Time to choose between Dave Rennie and Scott Johnson
Michael Cheika was recently quoted in the London Times newspaper as saying, “In a footy team there can only be one boss”.
Clearly, when Rugby Australia made Cheika answer to Scott Johnson in the lead up to the 2019 Rugby World Cup, his authority in the Wallaby group was undermined.
Michael Cheika went on to say, “I should have left because that showed they didn’t trust me anymore”.
Cheika is 100 per cent correct on both counts. He should have left when the RA board brought in Johnson. Players can only answer to one boss.
Rob Clarke is the interim chief executive. We don’t need an interim CEO who binds his successor to decisions made in the absence of the incoming chairman. And Clarke has been identified with the failures of the past.
Further, I have warned that if you put your hand out for money from World Rugby, they will, understandably, exact a high price.
World Rugby are saying, if you want the money you had better meet certain conditions.
And so the sackings – 47 full-time and 30 part-time staff.
But Clarke has said he would “protect the high-performance program … that’s going to help get the Wallabies where they need to get to in the world rankings”.
Absolute and utter rubbish.
The first reality is that World Rugby are calling the shots within Australian rugby.
We are being asked to jump. They will tell us how high. That we should have sunk to this!
Clarke clearly does not share the same view as Cheika because he has fudged the biggest staffing decision of all.
The Wallabies need one boss, not two. With the unknown Dave Rennie coming in July, why do we need Johnson? They can’t both be the boss.
Australian rugby is in a crisis. A study by the Gemba Group has revealed 43 per cent of rugby viewers have given up on the code in Australia since 2013.
The challenges confronting rugby are monumental. The very future of the game is at stake.
Does anyone apart from the outgoing Board trust Johnson or Rennie to do for rugby what Justin Langer has done for cricket? Check the scoreboard. In Johnson’s most recent stint as an international coach in Scotland, he managed to win five out of 16 Test matches. That’s a win rate of about 30 per cent.
Rennie has never coached at Test level. But in his most recent season in Glasgow, his team was seventh in the Pro14 and ninth in the European Cup.

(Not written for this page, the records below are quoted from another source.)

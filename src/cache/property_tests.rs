//! Property-Based Tests for Cache Module
//!
//! Uses proptest to check capacity, recency and freshness behaviour of the
//! store and tracker over arbitrary operation sequences.

use proptest::prelude::*;
use std::collections::{HashSet, VecDeque};
use std::time::Duration;

use crate::cache::{CacheStore, LruTracker};

// == Test Configuration ==
const TEST_TTL: Duration = Duration::from_secs(300);

// == Strategies ==
/// Generates cache values
fn value_strategy() -> impl Strategy<Value = String> {
    "[a-zA-Z0-9 ]{1,32}".prop_map(|s| s)
}

/// A single store operation
#[derive(Debug, Clone)]
enum CacheOp {
    Put { key: u16, value: String },
    Get { key: u16 },
}

fn cache_op_strategy() -> impl Strategy<Value = CacheOp> {
    prop_oneof![
        (0u16..64, value_strategy()).prop_map(|(key, value)| CacheOp::Put { key, value }),
        (0u16..64).prop_map(|key| CacheOp::Get { key }),
    ]
}

/// Tracker operation against a small key space
#[derive(Debug, Clone)]
enum TrackerOp {
    Hit(u8),
    HitOrAdd(u8),
    ShrinkTo(usize),
}

fn tracker_op_strategy() -> impl Strategy<Value = TrackerOp> {
    prop_oneof![
        (0u8..16).prop_map(TrackerOp::Hit),
        (0u8..16).prop_map(TrackerOp::HitOrAdd),
        (0usize..20).prop_map(TrackerOp::ShrinkTo),
    ]
}

proptest! {
    #![proptest_config(ProptestConfig::with_cases(100))]

    // For any sequence of puts and reads, the store never holds more than
    // its capacity once a put has returned.
    #[test]
    fn prop_capacity_enforcement(
        max_entries in 1usize..20,
        ops in prop::collection::vec(cache_op_strategy(), 1..200)
    ) {
        let store = CacheStore::new(max_entries, TEST_TTL);

        for op in ops {
            match op {
                CacheOp::Put { key, value } => store.put(key, value),
                CacheOp::Get { key } => {
                    let _ = store.get_if_fresh(&key);
                }
            }
            prop_assert!(
                store.len() <= max_entries,
                "Cache size {} exceeds max {}",
                store.len(),
                max_entries
            );
        }
    }

    // The store agrees with a simple reference LRU model: the same keys are
    // present and reads return the last value written.
    #[test]
    fn prop_store_matches_reference_lru(
        max_entries in 1usize..10,
        ops in prop::collection::vec(cache_op_strategy(), 1..200)
    ) {
        let store = CacheStore::new(max_entries, TEST_TTL);
        // front = most recent
        let mut model: VecDeque<(u16, String)> = VecDeque::new();

        for op in ops {
            match op {
                CacheOp::Put { key, value } => {
                    store.put(key, value.clone());
                    model.retain(|(k, _)| *k != key);
                    model.push_front((key, value));
                    model.truncate(max_entries);
                }
                CacheOp::Get { key } => {
                    let got = store.get_if_fresh(&key);
                    let expected = model
                        .iter()
                        .position(|(k, _)| *k == key)
                        .and_then(|pos| model.remove(pos));
                    prop_assert_eq!(got.as_ref(), expected.as_ref().map(|(_, v)| v));
                    if let Some(entry) = expected {
                        model.push_front(entry);
                    }
                }
            }
        }

        prop_assert_eq!(store.len(), model.len());
        for (key, _) in &model {
            prop_assert!(store.contains_key(key), "Key {} missing from store", key);
        }
    }

    // Filling the store and adding one more key evicts exactly the first key
    // inserted, and leaves every other key in place.
    #[test]
    fn prop_lru_eviction_order(
        initial_keys in prop::collection::hash_set(0u32..1000, 2..20),
        new_key in 1000u32..2000,
        new_value in value_strategy()
    ) {
        let keys: Vec<u32> = initial_keys.into_iter().collect();
        let capacity = keys.len();
        let store = CacheStore::new(capacity, TEST_TTL);

        for key in &keys {
            store.put(*key, format!("value_{}", key));
        }
        prop_assert_eq!(store.len(), capacity, "Cache should be at capacity");

        store.put(new_key, new_value);

        prop_assert_eq!(store.len(), capacity, "Cache should remain at capacity");
        prop_assert!(!store.contains_key(&keys[0]), "Oldest key {} should be evicted", keys[0]);
        prop_assert!(store.contains_key(&new_key), "New key should exist");
        for key in keys.iter().skip(1) {
            prop_assert!(store.contains_key(key), "Key {} should still exist", key);
        }
    }

    // A fresh read promotes the key, so the next eviction takes the second
    // oldest key instead.
    #[test]
    fn prop_lru_access_tracking(
        initial_keys in prop::collection::hash_set(0u32..1000, 3..12),
        new_key in 1000u32..2000
    ) {
        let keys: Vec<u32> = initial_keys.into_iter().collect();
        let store = CacheStore::new(keys.len(), TEST_TTL);

        for key in &keys {
            store.put(*key, format!("value_{}", key));
        }

        prop_assert!(store.get_if_fresh(&keys[0]).is_some());
        store.put(new_key, "new".to_string());

        prop_assert!(store.contains_key(&keys[0]), "Accessed key should survive");
        prop_assert!(!store.contains_key(&keys[1]), "Second oldest key should be evicted");
    }

    // The tracker evicts in least-recent-first order and keeps a consistent
    // count across arbitrary hit/add/shrink sequences.
    #[test]
    fn prop_tracker_matches_reference_order(
        ops in prop::collection::vec(tracker_op_strategy(), 1..200)
    ) {
        let tracker = LruTracker::new();
        // front = least recent
        let mut model: Vec<u8> = Vec::new();

        for op in ops {
            match op {
                TrackerOp::Hit(key) => {
                    let found = model.contains(&key);
                    prop_assert_eq!(tracker.hit(&key), found);
                    if found {
                        model.retain(|k| *k != key);
                        model.push(key);
                    }
                }
                TrackerOp::HitOrAdd(key) => {
                    tracker.hit_or_add(&key);
                    model.retain(|k| *k != key);
                    model.push(key);
                }
                TrackerOp::ShrinkTo(max) => {
                    let excess = model.len().saturating_sub(max);
                    let expected: Vec<u8> = model.drain(..excess).collect();
                    prop_assert_eq!(tracker.shrink_to(max), expected);
                }
            }
            prop_assert_eq!(tracker.len(), model.len());
            prop_assert_eq!(tracker.peek_oldest(), model.first().copied());
        }

        let unique: HashSet<u8> = model.iter().copied().collect();
        prop_assert_eq!(unique.len(), model.len(), "Tracker must not hold duplicates");
    }
}

// Separate proptest block with fewer cases for time-sensitive TTL tests
proptest! {
    #![proptest_config(ProptestConfig::with_cases(5))]

    // An entry read after its TTL has elapsed is treated as absent, yet it
    // still occupies its slot.
    #[test]
    fn prop_ttl_expiration_behavior(
        key in 0u64..1000,
        value in value_strategy()
    ) {
        let store = CacheStore::new(10, Duration::from_millis(10));

        store.put(key, value.clone());
        prop_assert_eq!(store.get_if_fresh(&key), Some(value));

        std::thread::sleep(Duration::from_millis(15));

        prop_assert_eq!(store.get_if_fresh(&key), None);
        prop_assert!(store.contains_key(&key), "Expiration is lazy");
    }
}
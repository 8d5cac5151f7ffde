//! Configuration Module
//!
//! Handles loading and validating memoizer configuration.

use std::env;
use std::time::Duration;

use crate::error::ConfigError;

/// Default capacity before LRU eviction kicks in
pub const DEFAULT_MAX_ENTRIES: usize = 1000;

/// Default freshness window per entry
pub const DEFAULT_TTL: Duration = Duration::from_secs(5 * 60);

const MAX_ENTRIES_VAR: &str = "MEMO_MAX_ENTRIES";
const TTL_MS_VAR: &str = "MEMO_TTL_MS";

/// Memoizer configuration parameters.
///
/// Passed explicitly into constructors; there is no global state.
#[derive(Debug, Clone, Copy, PartialEq, Eq)]
pub struct Config {
    /// Maximum number of entries the store can hold
    pub max_entries: usize,
    /// How long an entry stays fresh after it was written
    pub ttl: Duration,
}

impl Config {
    /// Creates a validated Config.
    ///
    /// Both the capacity and the TTL must be non-zero.
    pub fn new(max_entries: usize, ttl: Duration) -> Result<Self, ConfigError> {
        if max_entries == 0 {
            return Err(ConfigError::InvalidMaxEntries);
        }
        if ttl.is_zero() {
            return Err(ConfigError::InvalidTtl);
        }
        Ok(Self { max_entries, ttl })
    }

    /// Creates a new Config by loading values from environment variables.
    ///
    /// Missing, unparsable or zero values fall back to the defaults.
    ///
    /// # Environment Variables
    /// - `MEMO_MAX_ENTRIES` - Maximum cache entries (default: 1000)
    /// - `MEMO_TTL_MS` - Entry TTL in milliseconds (default: 300000)
    pub fn from_env() -> Self {
        Self::from_lookup(|name| env::var(name).ok())
    }

    /// Strict variant of [`Config::from_env`]: reports bad values instead of
    /// silently using defaults. Absent variables still use the defaults.
    pub fn try_from_env() -> Result<Self, ConfigError> {
        Self::try_from_lookup(|name| env::var(name).ok())
    }

    fn from_lookup<F>(lookup: F) -> Self
    where
        F: Fn(&str) -> Option<String>,
    {
        let max_entries = lookup(MAX_ENTRIES_VAR)
            .and_then(|v| v.parse().ok())
            .filter(|&n: &usize| n > 0)
            .unwrap_or(DEFAULT_MAX_ENTRIES);
        let ttl = lookup(TTL_MS_VAR)
            .and_then(|v| v.parse().ok())
            .filter(|&ms: &u64| ms > 0)
            .map(Duration::from_millis)
            .unwrap_or(DEFAULT_TTL);

        Self { max_entries, ttl }
    }

    fn try_from_lookup<F>(lookup: F) -> Result<Self, ConfigError>
    where
        F: Fn(&str) -> Option<String>,
    {
        let max_entries = match lookup(MAX_ENTRIES_VAR) {
            Some(raw) => parse_var(MAX_ENTRIES_VAR, &raw)?,
            None => DEFAULT_MAX_ENTRIES,
        };
        let ttl = match lookup(TTL_MS_VAR) {
            Some(raw) => Duration::from_millis(parse_var(TTL_MS_VAR, &raw)?),
            None => DEFAULT_TTL,
        };

        Self::new(max_entries, ttl)
    }
}

fn parse_var<T: std::str::FromStr>(var: &'static str, raw: &str) -> Result<T, ConfigError> {
    raw.trim().parse().map_err(|_| ConfigError::InvalidValue {
        var,
        value: raw.to_string(),
    })
}

impl Default for Config {
    fn default() -> Self {
        Self {
            max_entries: DEFAULT_MAX_ENTRIES,
            ttl: DEFAULT_TTL,
        }
    }
}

Overall his team won 10 out of 19 matches this season, that is only just above 50 per cent.
The Glasgow coach before Rennie was Gregor Townsend. He won a Pro14 Premiership in 2015 with the same group of players. Rennie inherited a wonderful Glasgow team and has virtually done nothing with them.
When I say I don’t trust either Johnson or Rennie to do a better job than Cheika, it is based on fact.
It might seem harsh to make these statements, but I have walked in the shoes of a Wallaby coach. I know what is required.
The record books bear witness to our success.
So what should the new board of Rugby Australia do about the so-called “high performance program”? They should put the broom through that department with the same vigour that they have applied to the rest of the organisation.
The Wallabies play around 13 Test matches a year, yet they spend about $5 million on so-called high performance coaching staff.
The following full time people are all mates of Johnson: Team manager Chris Webb; head coach Rennie; defence coach Matt Taylor; attack coach Scott Wisemantel; forward’s coach to be announced; head trainer Dean Benton. On top of that is Johnson. You are kidding me.
These people do little but get in one another’s way and confuse an already confused Australian team.
Yet Rennie will be paid $1 million a season and Johnson is on big money to ride shotgun and have little accountability. The waste is breathtaking. The lack of accountability is mesmerising.
When my teams played we had a team manager and I was the head coach.
I was the first person anywhere in the world to appoint an assistant coach, simply because I wanted both squads of 15 in a touring party of 30 to be supervised on the paddock at all times and I did not want the players having their time wasted. Other nations followed suit.
By keeping things simple we found clarity of purpose. The buck stopped with me. I think we did OK.
Last week, I reminded Hamish McLennan, the incoming chairman, that his first job should be to commit to a road map for constitutional change.
The rugby public must have a say in who runs our game. This week my message is simple.
Find a man like cricket’s Langer to drive the change required to bring respect to the Wallabies and our game.
When Langer set out to win the public back to Australian cricket, he didn’t focus on being the best cricket team in the world.
Instead, he focused on having the best values and processes. He said he was going to put character before cover drives.
McLennan must choose between Johnson and Rennie.
If it weren’t for the fact that massive payouts are involved, he could show both the exit door based on the simple fact that they have been given prestigious jobs in Australian rugby without the appropriate credentials to back their appointment.
What a mess we are in, signing these people up to long-term contracts.
But I guess if we can remove this bloated bureaucracy from the preparation of one team for a handful of Test matches a year, then perhaps there might be some money to be put into grassroots and club rugby.
Just imagine the administration giving money to the clubs and grassroots again. I suppose that’s as likely as expecting the sun to come up in the west.